アンドレアス・フォンダーラッハ『人種の脱構築: 生物学に反する社会科学』⑤
アシュレー・モンタギュー
人種という概念をタブー化するのに先駆者的な役割を果たしたのが、ボアズの弟子であるアシュリー・モンタギューである。モンタギューは一九〇五年にイズラエル・エーレンベルクとしてロンドンの労働者居住地区イースト・エンドで生まれ、ロンドンのユニバーシティ・カレッジで心理学と人類学を学んだ。そこで彼は、古いイギリス貴族の響きをもったモンタギューという名を名乗りはじめ——モンタギューはノルマン系を起源とする——さらに上層貴族のアクセントを身につけた。それを彼は一生のあいだ維持していくことになる。モンタギューには心の奥に染みついたマイノリティであることへのコンプレックスと他人に対する不信感があった。「ユダヤ人として育つと、他のユダヤ人でないものは皆、反ユダヤ主義者であることがわかる。〔…〕。私は、これはよい前提仮説だと思っている」。
一九二六年にモンタギューはアメリカにいき、そこで数年後には、彼はニューヨークのコロンビア大学でフランツ・ボアズの博士候補生となった。アシュレー・モンタギューに対するボアズの影響力はあまりに強力なもので、モンタギュー自身が〈新たに生まれ変わったアシュレー・モンタギュー〉について語ったほどである。ボアズと同じように、モンタギューは数多くの共産主義的な組織に帰属していた。第二次世界大戦の最中の一九四二年に、モンタギューの著作『人類にとって最も危険な神話: 人種という過ち』が出版されたが、そこで彼はボアズの人種概念について批判的な態度を取った。彼によれば、ボアズの人種概念はなおも部分的に恣意的で、傾向として人種差別的であり、「エスニック・グループ」の概念によって取り換えなければならないのである。
このモンタギューの著作は、人種差別に対するユネスコの決議の文面策定に際して、国際専門家委員会の議長に選ばれることの理由ともなった。その委員会には、モンタギューのほかに、フランス人のクロード・レヴィ=ストロース、イギリス人のモリス・ギンスバーグなど八人の文化人類学者と社会科学者が含まれていたが、自然人類学者は一人もいなかった。
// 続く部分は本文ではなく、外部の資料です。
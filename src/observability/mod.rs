//! Observability subsystem.
//!
//! # Data Flow
//! ```text
//! All subsystems produce:
//!     → logging.rs (structured log events)
//!     → metrics.rs (counters, gauges, histograms)
//!
//! Consumers:
//!     → Log aggregation (stdout)
//!     → Metrics endpoint (Prometheus scrape)
//! ```
//!
//! # Design Decisions
//! - Structured logging (JSON optional) for machine parsing
//! - Request ID flows through dispatch, error handling and fatal reports
//! - Metrics are cheap (atomic increments)

pub mod logging;
pub mod metrics;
一九五〇年七月一八日に発表された宣言にあっては——ここはまったく正しいことであるが——こう述べられている。「エスニックな原理としての平等は、決してすべての人間が事実的に同一な特徴を備えているという主張には決して依拠していない」。こうして確かに、この宣言は人種の存在に異論を唱えてはいないが、しかしまた、こう主張するのである。「人種というものは生物学的現象であるというよりは、むしろ社会的神話である」。だからこそ、またこの宣言ははっきりとこう述べるのだ。「人種の概念は解体されて、〈エスニック・グループ〉という概念によって置き換えられなければならない」。加えて、それはつまりこういうことでもある。「知性面であろうと感情面であろうと、人間集団が生得的な性質によって区別されるという証拠などまったく存在しない。科学的な知見が示唆しているのは、精神的能力のもつ範囲や幅は、あらゆるエスニック集団においてほとんど同じである、ということである…」。
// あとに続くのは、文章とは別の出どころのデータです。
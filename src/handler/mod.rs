//! Request handlers.
//!
//! # Data Flow
//! ```text
//! DispatchTarget (route, routing key)
//!     → registry.rs (identifier → constructor)
//!     → fresh Box<dyn Handler> for this request only
//!     → Handler::run writes the buffered Response
//! ```
//!
//! # Design Decisions
//! - Handlers are never cached or shared between requests
//! - A handler failure is an ordinary `KernelError`, handled by `error`

pub mod files;
pub mod placeholder;
pub mod registry;

use std::path::PathBuf;

use crate::error::KernelError;
use crate::http::{Request, Response};
use crate::routing::loader::{FILES_HANDLER, USER_FILES_HANDLER};

pub use files::Files;
pub use placeholder::{Placeholder, PLACEHOLDER_IDS};
pub use registry::{HandlerFactory, HandlerRegistry};

/// A unit constructed per matched request.
pub trait Handler: Send {
    fn run(&mut self, request: &Request, response: &mut Response) -> Result<(), KernelError>;
}

impl HandlerRegistry {
    /// Registry with the built-in handlers: `Files` and `Myfiles` serve from
    /// `install_root`, the other catalog ids answer with a placeholder page.
    pub fn with_builtins(install_root: impl Into<PathBuf>) -> Self {
        let root = install_root.into();
        let mut registry = Self::new();
        for id in PLACEHOLDER_IDS {
            registry.register(id, |name, key| Box::new(Placeholder::new(name, key)));
        }
        for id in [FILES_HANDLER, USER_FILES_HANDLER] {
            let root = root.clone();
            registry.register(id, move |_name, uri| Box::new(Files::new(root.clone(), uri)));
        }
        registry
    }
}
第一の主張——精神的な面における人種間の相違は存在しないというもの——は、厳密にいえば、当時の段階においては、なおも正しいものであったといってもよいかもしれない。それに反対するための証拠というのも、なおも十分には存在しなかったのだから。しかしながら、科学的な知見は精神的な面におけるそのような相違の存在を否定している、と語るのは、当時においてすら、間違いであった。知性やその他の心理的なメルクマールについての高い遺伝可能性については、双子研究からすでに知られていたし、当時においても理論上の蓋然性や一般的な経験からいっても、人種間における心理学上の相違が存在することは、肯定されうるものであった。
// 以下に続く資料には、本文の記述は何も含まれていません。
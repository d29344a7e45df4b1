//! Shared utilities for integration testing.

#![allow(dead_code)]

use std::fs;
use std::path::Path;

use route_kernel::config::KernelConfig;
use route_kernel::{Handler, Kernel, KernelBuilder, KernelError, Request, Response};
use tempfile::TempDir;

/// Handler writing a fixed body, tagged with the routing key it was built for.
pub struct Echo {
    pub name: &'static str,
    pub key: String,
}

impl Handler for Echo {
    fn run(&mut self, _request: &Request, response: &mut Response) -> Result<(), KernelError> {
        response.write(format!("{} {}", self.name, self.key));
        Ok(())
    }
}

/// Factory for an `Echo` handler named `name`.
pub fn echo(name: &'static str) -> impl Fn(&str, &str) -> Box<dyn Handler> + Send + Sync + 'static {
    move |_pattern, key| {
        Box::new(Echo {
            name,
            key: key.to_string(),
        })
    }
}

/// An install root on disk with a kernel config pointing at it.
pub struct TestSite {
    pub dir: TempDir,
    pub config: KernelConfig,
}

impl TestSite {
    /// An installed site (non-empty database name).
    pub fn installed() -> Self {
        let mut site = Self::not_installed();
        site.config.kernel.db_name = "erp".to_string();
        site
    }

    pub fn not_installed() -> Self {
        let dir = tempfile::tempdir().unwrap();
        let mut config = KernelConfig::default();
        config.kernel.install_root = dir.path().to_path_buf();
        Self { dir, config }
    }

    pub fn root(&self) -> &Path {
        self.dir.path()
    }

    /// Write a file below the install root, creating parents.
    pub fn write(&self, relative: &str, content: &str) {
        let path = self.root().join(relative);
        if let Some(parent) = path.parent() {
            fs::create_dir_all(parent).unwrap();
        }
        fs::write(path, content).unwrap();
    }

    /// Builder with the common echo handlers registered.
    pub fn builder(&self) -> KernelBuilder {
        Kernel::builder(self.config.clone())
            .handler("Dashboard", echo("Dashboard"))
            .handler("AdminPlugins", echo("AdminPlugins"))
            .handler("Installer", echo("Installer"))
    }

    pub fn kernel(&self) -> Kernel {
        self.builder().build()
    }
}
しかも、この宣言であっては、世界規模の博愛の倫理こそが生物学的な研究によって裏付けられていると語られてすらいるのだ。人間は協働のための自然的な傾向をもって生まれてきて、そしてこの衝動が満足させられないときには、人間も民族も病気になる、というわけである。これは、〈自民族中心主義〉が人間の行動における生物学的な起源をもつ、という考え方に反対しようとするものである。だが事実としては当時からすでに、科学的な知見によれば、まずは普遍的平等ではなく、生物学的な基礎に根ざした家族的ないし部族的な道徳の存在が認められる、ということは識者にとっては明らかな事実であったのだ。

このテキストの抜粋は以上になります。